Induced hypothermia -- mild cooling of the human body -- succeeds in preventing brain damage in some victims of cardiac arrest, and the University of Pittsburgh has played a key role in developing it.
But medical centers nationwide only slowly have adopted the therapy, which involves cooling the body as low as 33 degrees Centigrade (or 91.5 degrees Fahrenheit) to prevent brain damage after a cardiac arrest.
"It's quite interesting and true for many therapies," said Dr. Pat Kochanek, who heads the University of Pittsburgh School of Medicine's Safar Center for Resuscitation Research. "It takes time for them to percolate into clinical practice."
But induced hypothermia is experiencing gradual acceptance based on clinical evidence that about 20 percent of cardiac-arrest survivors benefit from the treatment.
Induced hypothermia will be one topic during the 7th Annual Safar Symposium to be held this morning in Pitt's Biomedical Science Tower II and this afternoon in the Winter Institute for Simulation, Education & Research. Both are situated along McKee Place in Oakland.
Dr. Fritz Sterz, associate professor in the Medical University of Vienna, Austria, will talk about his mentor, Dr. Peter Safar, and Dr. Safar's work in clinical cooling. The Safar Center was named in his honor. Dr. Safar, described as the "the father of CPR," or cardiopulmonary resuscitation, died on Aug. 3, 2003.
Dr. Sterz also will speak about his own groundbreaking clinical studies in mild hypothermia for resuscitation of cardiac arrest victims, and Dr. Safar's historical contributions in developing the therapy.
Nowadays mild hypothermia is used in 85 percent of eligible cardiac-arrest cases at UPMC hospitals, or about half of all cardiac arrests that reach the hospital system.
Dr. Clifton W. Callaway, associate director of the Safar Center's cardiac arrest research program and an emergency medicine physician, has spearheaded the use of induced hypothermia in UPMC hospitals and helps physicians optimize the treatment of patients.
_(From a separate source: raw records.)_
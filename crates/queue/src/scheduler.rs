//! Scheduled sweeps for deployments without an external cron.

use std::sync::Arc;
use std::time::Duration;

use chrono::Utc;
use finboard_common::{AppError, config::SchedulerSettings};
use finboard_core::{NotificationReport, SweepReport, SweeperService};
use serde::{Deserialize, Serialize};
use tokio::{task::JoinHandle, time::interval};

/// Scheduled job types.
#[derive(Debug, Clone, Copy, PartialEq, Eq, Serialize, Deserialize)]
pub enum ScheduledJob {
    /// Expired registrations and lapsed soft deletes.
    Cleanup,
    /// Cash-flow push reminders.
    Notifications,
}

/// Scheduler configuration.
#[derive(Debug, Clone)]
pub struct SchedulerConfig {
    /// Interval between cleanup sweeps (default: 1 hour).
    pub cleanup_interval: Duration,
    /// Interval between notification sweeps (default: 1 day).
    pub notification_interval: Duration,
}

impl Default for SchedulerConfig {
    fn default() -> Self {
        Self::from(&SchedulerSettings::default())
    }
}

impl From<&SchedulerSettings> for SchedulerConfig {
    fn from(settings: &SchedulerSettings) -> Self {
        Self {
            cleanup_interval: Duration::from_secs(settings.cleanup_interval_secs.max(1)),
            notification_interval: Duration::from_secs(settings.notification_interval_secs.max(1)),
        }
    }
}

/// Job executor trait for scheduled jobs.
#[async_trait::async_trait]
pub trait JobExecutor: Send + Sync {
    /// Run both cleanup sweeps.
    async fn run_cleanup(&self) -> Result<SweepReport, AppError>;

    /// Dispatch due reminders.
    async fn run_notifications(&self) -> Result<NotificationReport, AppError>;
}

#[async_trait::async_trait]
impl JobExecutor for SweeperService {
    async fn run_cleanup(&self) -> Result<SweepReport, AppError> {
        Self::run_cleanup(self, Utc::now()).await
    }

    async fn run_notifications(&self) -> Result<NotificationReport, AppError> {
        Self::run_notifications(self, Utc::now()).await
    }
}

/// Spawn one loop per job. A failed run is logged and the loop carries on.
///
/// The first tick fires immediately.
pub fn run_scheduler<E: JobExecutor + 'static>(
    config: &SchedulerConfig,
    executor: Arc<E>,
) -> Vec<JoinHandle<()>> {
    let executor_cleanup = Arc::clone(&executor);
    let executor_notifications = executor;

    let cleanup_interval = config.cleanup_interval;
    let notification_interval = config.notification_interval;

    let cleanup = tokio::spawn(async move {
        let mut interval = interval(cleanup_interval);
        loop {
            interval.tick().await;
            match executor_cleanup.run_cleanup().await {
                Ok(report) => {
                    if report.unverified_removed > 0 || report.accounts_deleted > 0 {
                        tracing::info!(job = ?ScheduledJob::Cleanup, ?report, "Scheduled cleanup removed accounts");
                    }
                }
                Err(e) => {
                    tracing::error!(job = ?ScheduledJob::Cleanup, error = %e, "Scheduled cleanup failed");
                }
            }
        }
    });

    let notifications = tokio::spawn(async move {
        let mut interval = interval(notification_interval);
        loop {
            interval.tick().await;
            if let Err(e) = executor_notifications.run_notifications().await {
                tracing::error!(job = ?ScheduledJob::Notifications, error = %e, "Scheduled notifications failed");
            }
        }
    });

    vec![cleanup, notifications]
}

#[cfg(test)]
#[allow(clippy::unwrap_used)]
mod tests {
    use super::*;
    use std::sync::atomic::{AtomicU32, Ordering};

    #[derive(Default)]
    struct CountingExecutor {
        cleanups: AtomicU32,
        notifications: AtomicU32,
    }

    #[async_trait::async_trait]
    impl JobExecutor for CountingExecutor {
        async fn run_cleanup(&self) -> Result<SweepReport, AppError> {
            self.cleanups.fetch_add(1, Ordering::SeqCst);
            Err(AppError::Database("connection reset".to_string()))
        }

        async fn run_notifications(&self) -> Result<NotificationReport, AppError> {
            self.notifications.fetch_add(1, Ordering::SeqCst);
            Ok(NotificationReport::default())
        }
    }

    #[test]
    fn test_scheduler_config_default() {
        let config = SchedulerConfig::default();
        assert_eq!(config.cleanup_interval, Duration::from_secs(3600));
        assert_eq!(config.notification_interval, Duration::from_secs(86400));
    }

    #[test]
    fn test_zero_interval_is_clamped() {
        let settings = SchedulerSettings {
            enabled: true,
            cleanup_interval_secs: 0,
            notification_interval_secs: 0,
        };
        let config = SchedulerConfig::from(&settings);
        assert_eq!(config.cleanup_interval, Duration::from_secs(1));
    }

    #[tokio::test]
    async fn test_failures_do_not_stop_the_loop() {
        let executor = Arc::new(CountingExecutor::default());
        let config = SchedulerConfig {
            cleanup_interval: Duration::from_millis(10),
            notification_interval: Duration::from_millis(10),
        };

        let handles = run_scheduler(&config, Arc::clone(&executor));
        tokio::time::sleep(Duration::from_millis(100)).await;
        for handle in handles {
            handle.abort();
        }

        assert!(executor.cleanups.load(Ordering::SeqCst) >= 2);
        assert!(executor.notifications.load(Ordering::SeqCst) >= 2);
    }
}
"We've had experience over the past four or five years with this becoming more of the standard practice," he said. "Today, if you suffer a cardiac arrest and go to UPMC Presbyterian or Shadyside, you are more likely to get this treatment than not.
"I think we've increased survival for patients who could benefit from this," Dr. Callaway said. "It's clearly beneficial for patients with bad brain injury."
UPMC uses an intravenous infusion of ice-cold saline to reduce body temperature quickly, then surface cooling blankets to maintain the temperature. After the body has been kept cool for about a day, it is warmed slowly.
"It's not anything any medical center couldn't do," Dr. Kochanek said. "This is really the only therapy shown to improve neurological outcomes after cardiac arrest."
One reason for slow acceptance, he said, is the need to train physicians to follow the tight protocol necessary for success, along with the need for some specialized equipment and blankets.
"This kind of cooling is not a pill or something in a syringe that you use then walk away," Dr. Kochanek said. "This takes dedicated intensive care and emergency procedures.
He said other medical centers have asked UPMC for help in using the therapy: "UPMC is one of the leaders and models for implementation of this treatment, and it's nice to see."
Studies now under way will determine whether induced cooling of the body helps to preserve other organ functions affected by diminished blood oxygen, with other studies assessing whether it can protect brain function in newborn babies who suffer asphyxia during birth and children who suffer asphyxia due to other medical problems.